▼

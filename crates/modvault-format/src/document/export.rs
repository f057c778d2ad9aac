//! Module → document.

use tracing::debug;

use super::{
    ChannelDocument, InstrumentDocument, ModuleDocument, PatternDocument, RowDocument,
    SampleDocument,
};
use crate::error::{ModuleError, Result};
use crate::module::{Module, ModuleFormat, Sample, SampleInfo};
use crate::note::Note;
use crate::pattern::Pattern;
use crate::protracker::ProTrackerModule;
use crate::xm::XmModule;

/// Export a decoded module. ProTracker and FastTracker are supported.
pub fn export(module: &Module) -> Result<ModuleDocument> {
    match module {
        Module::ProTracker(m) => Ok(export_protracker(m)),
        Module::FastTracker(m) => Ok(export_fasttracker(m)),
        other => Err(ModuleError::InvalidDocument(format!(
            "cannot export {} modules",
            other.format().display_name()
        ))),
    }
}

/// Export every header field, sample and note of a ProTracker module.
pub fn export_protracker(module: &ProTrackerModule) -> ModuleDocument {
    let samples = module
        .samples()
        .iter()
        .enumerate()
        .map(|(index, sample)| sample_document(index + 1, sample))
        .collect();

    let patterns = module
        .patterns()
        .iter()
        .enumerate()
        .map(|(number, pattern)| pattern_document(number, pattern))
        .collect();

    debug!(
        patterns = module.patterns().len(),
        "exported ProTracker document"
    );

    ModuleDocument {
        format: ModuleFormat::ProTracker,
        title: module.title().to_string(),
        song_length: module.song_length() as u16,
        restart_position: module.restart_position() as u16,
        num_channels: module.num_channels() as u16,
        pattern_order: module.order().to_vec(),
        samples,
        patterns,
        author: None,
        version: None,
        flags: None,
        tempo: None,
        bpm: None,
        instruments: None,
    }
}

/// Export an XM header and its instruments. Pattern notes are not decoded.
pub fn export_fasttracker(module: &XmModule) -> ModuleDocument {
    let instruments = module
        .instruments()
        .iter()
        .enumerate()
        .map(|(index, instrument)| InstrumentDocument {
            number: index + 1,
            name: instrument.name.clone(),
            samples: instrument
                .samples
                .iter()
                .enumerate()
                .map(|(i, sample)| sample_document(i + 1, sample))
                .collect(),
        })
        .collect();

    ModuleDocument {
        format: ModuleFormat::FastTracker,
        title: module.title().to_string(),
        song_length: module.song_length(),
        restart_position: module.restart_position(),
        num_channels: module.num_channels(),
        pattern_order: module.order().to_vec(),
        samples: Vec::new(),
        patterns: Vec::new(),
        author: Some(module.author().to_string()),
        version: Some(module.version()),
        flags: Some(module.flags()),
        tempo: Some(module.tempo()),
        bpm: Some(module.bpm()),
        instruments: Some(instruments),
    }
}

fn sample_document(number: usize, sample: &Sample) -> SampleDocument {
    let mut doc = SampleDocument {
        number,
        name: sample.name.clone(),
        length: sample.length,
        finetune: 0,
        volume: 0,
        repeat_offset: 0,
        repeat_length: 0,
        data: SampleDocument::encode_data(sample.data()),
        relative_note: None,
        panning: None,
    };

    match &sample.info {
        SampleInfo::ProTracker(info) => {
            doc.finetune = info.finetune as i16;
            doc.volume = info.volume;
            doc.repeat_offset = info.repeat_offset as u32;
            doc.repeat_length = info.repeat_length as u32;
        }
        SampleInfo::FastTracker(info) => {
            doc.finetune = info.finetune as i16;
            doc.volume = info.volume;
            doc.repeat_offset = info.loop_start;
            doc.repeat_length = info.loop_length;
            doc.relative_note = Some(info.relative_note);
            doc.panning = Some(info.panning);
        }
        // Only ProTracker and FastTracker samples are exported.
        SampleInfo::ScreamTracker(_) | SampleInfo::ImpulseTracker(_) => {}
    }
    doc
}

fn pattern_document(number: usize, pattern: &Pattern) -> PatternDocument {
    let rows = pattern
        .rows()
        .enumerate()
        .map(|(row, notes)| RowDocument {
            row,
            channels: notes.notes.iter().map(channel_document).collect(),
        })
        .collect();

    PatternDocument {
        pattern_number: number,
        num_channels: pattern.num_channels(),
        num_rows: pattern.num_rows(),
        rows,
    }
}

fn channel_document(note: &Note) -> ChannelDocument {
    ChannelDocument {
        note: note.pitch_name().map(str::to_string),
        period: note.period,
        instrument: note.instrument,
        effect: note.effect,
        parameter: note.parameter,
    }
}
//! Impulse Tracker modules (IT).
//!
//! Unlike S3M, IT stores absolute 32-bit byte offsets for its instrument,
//! sample and pattern tables. Each instrument record starts with `IMPI` and
//! each sample record with `IMPS`; those markers are verified before any
//! field is read.

mod decode;


use crate::module::{Instrument, Sample};

/// Module signature at offset 0.
pub const IT_SIGNATURE: &[u8; 4] = b"IMPM";
pub const IT_INSTRUMENT_SIGNATURE: &[u8; 4] = b"IMPI";
pub const IT_SAMPLE_SIGNATURE: &[u8; 4] = b"IMPS";
/// Offset of the order list.
pub const IT_ORDER_OFFSET: usize = 192;

/// IT sample header fields.
#[derive(Debug, Clone, Copy, Default, PartialEq, Eq)]
pub struct ItSampleInfo {
    pub global_volume: u8,
    pub flags: u8,
    pub default_volume: u8,
    /// Bit 0 set means signed PCM.
    pub convert: u8,
    pub default_pan: u8,
    pub loop_start: u32,
    pub loop_end: u32,
    pub c5_speed: u32,
    pub sustain_start: u32,
    pub sustain_end: u32,
    /// Absolute offset of the PCM data.
    pub data_pointer: u32,
}

impl ItSampleInfo {
    pub fn has_data(&self) -> bool {
        self.flags & 0x01 != 0
    }

    pub fn is_16bit(&self) -> bool {
        self.flags & 0x02 != 0
    }

    pub fn is_stereo(&self) -> bool {
        self.flags & 0x04 != 0
    }

    /// IT 2.14 compressed payload, kept as stored.
    pub fn is_compressed(&self) -> bool {
        self.flags & 0x08 != 0
    }

    pub fn is_looped(&self) -> bool {
        self.flags & 0x10 != 0
    }

    pub fn has_sustain_loop(&self) -> bool {
        self.flags & 0x20 != 0
    }

    pub fn is_signed(&self) -> bool {
        self.convert & 0x01 != 0
    }
}

/// A decoded IT module. Pattern bodies are located but not parsed.
#[derive(Debug, Clone)]
pub struct ItModule {
    pub(crate) title: String,
    pub(crate) version: u16,
    pub(crate) compatible_version: u16,
    pub(crate) flags: u16,
    pub(crate) special: u16,
    pub(crate) global_volume: u8,
    pub(crate) mix_volume: u8,
    pub(crate) speed: u8,
    pub(crate) tempo: u8,
    pub(crate) pan_separation: u8,
    pub(crate) pitch_wheel_depth: u8,
    pub(crate) message: Option<String>,
    pub(crate) orders: Vec<u8>,
    pub(crate) instruments: Vec<Instrument>,
    pub(crate) samples: Vec<Sample>,
    pub(crate) pattern_offsets: Vec<u32>,
}

impl ItModule {
    pub fn title(&self) -> &str {
        &self.title
    }

    /// Created-with tracker version (`Cwt`).
    pub fn version(&self) -> u16 {
        self.version
    }

    /// Oldest compatible version (`Cmwt`).
    pub fn compatible_version(&self) -> u16 {
        self.compatible_version
    }

    pub fn flags(&self) -> u16 {
        self.flags
    }

    pub fn special(&self) -> u16 {
        self.special
    }

    pub fn global_volume(&self) -> u8 {
        self.global_volume
    }

    pub fn mix_volume(&self) -> u8 {
        self.mix_volume
    }

    pub fn speed(&self) -> u8 {
        self.speed
    }

    pub fn tempo(&self) -> u8 {
        self.tempo
    }

    pub fn pan_separation(&self) -> u8 {
        self.pan_separation
    }

    pub fn pitch_wheel_depth(&self) -> u8 {
        self.pitch_wheel_depth
    }

    /// Song message with line breaks normalised to `\n`.
    pub fn message(&self) -> Option<&str> {
        self.message.as_deref()
    }

    pub fn orders(&self) -> &[u8] {
        &self.orders
    }

    pub fn instruments(&self) -> &[Instrument] {
        &self.instruments
    }

    pub fn samples(&self) -> &[Sample] {
        &self.samples
    }

    /// Absolute offsets of the packed patterns; 0 marks an empty pattern.
    pub fn pattern_offsets(&self) -> &[u32] {
        &self.pattern_offsets
    }

    pub fn pattern_count(&self) -> usize {
        self.pattern_offsets.len()
    }
}
//! Export command implementation
//!
//! Converts a module to its JSON document, on stdout or into a file.

use anyhow::{Context, Result};
use colored::Colorize;
use modvault_format::document;
use std::fs;
use std::path::Path;
use std::process::ExitCode;

use crate::input::load_module;

/// Run the export command
///
/// # Arguments
/// * `input` - Path to the module file
/// * `output` - Output file path (default: stdout)
/// * `pretty` - Pretty-print the JSON
///
/// # Returns
/// Exit code: 0 success, 1 error
pub fn run(input: &str, output: Option<&str>, pretty: bool) -> Result<ExitCode> {
    let loaded = load_module(Path::new(input))?;
    let json = export_json(&loaded.module, pretty)?;

    match output {
        Some(path) => {
            fs::write(path, &json).with_context(|| format!("Failed to write to: {}", path))?;
            println!(
                "{} Exported {} to: {}",
                "SUCCESS".green().bold(),
                loaded.module.format().display_name(),
                path
            );
        }
        // Keep stdout clean JSON
        None => println!("{}", json),
    }

    Ok(ExitCode::SUCCESS)
}

/// Serialize a module's document.
pub fn export_json(module: &modvault_format::Module, pretty: bool) -> Result<String> {
    let doc = document::export(module).context("Failed to export module")?;
    let json = if pretty {
        doc.to_json_pretty()
    } else {
        doc.to_json()
    }
    .context("Failed to serialize document")?;
    Ok(json)
}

▲

◆ ACTION ITEM ◆
All lines in the listing above between the line with "Module → document." and the line with "use crate::pattern::Pattern;", inclusive, should be set down exactly, and no line outside that range.

◆ RESULT ◆
//! Module → document.

use tracing::debug;

use super::{
    ChannelDocument, InstrumentDocument, ModuleDocument, PatternDocument, RowDocument,
    SampleDocument,
};
use crate::error::{ModuleError, Result};
use crate::module::{Module, ModuleFormat, Sample, SampleInfo};
use crate::note::Note;
use crate::pattern::Pattern;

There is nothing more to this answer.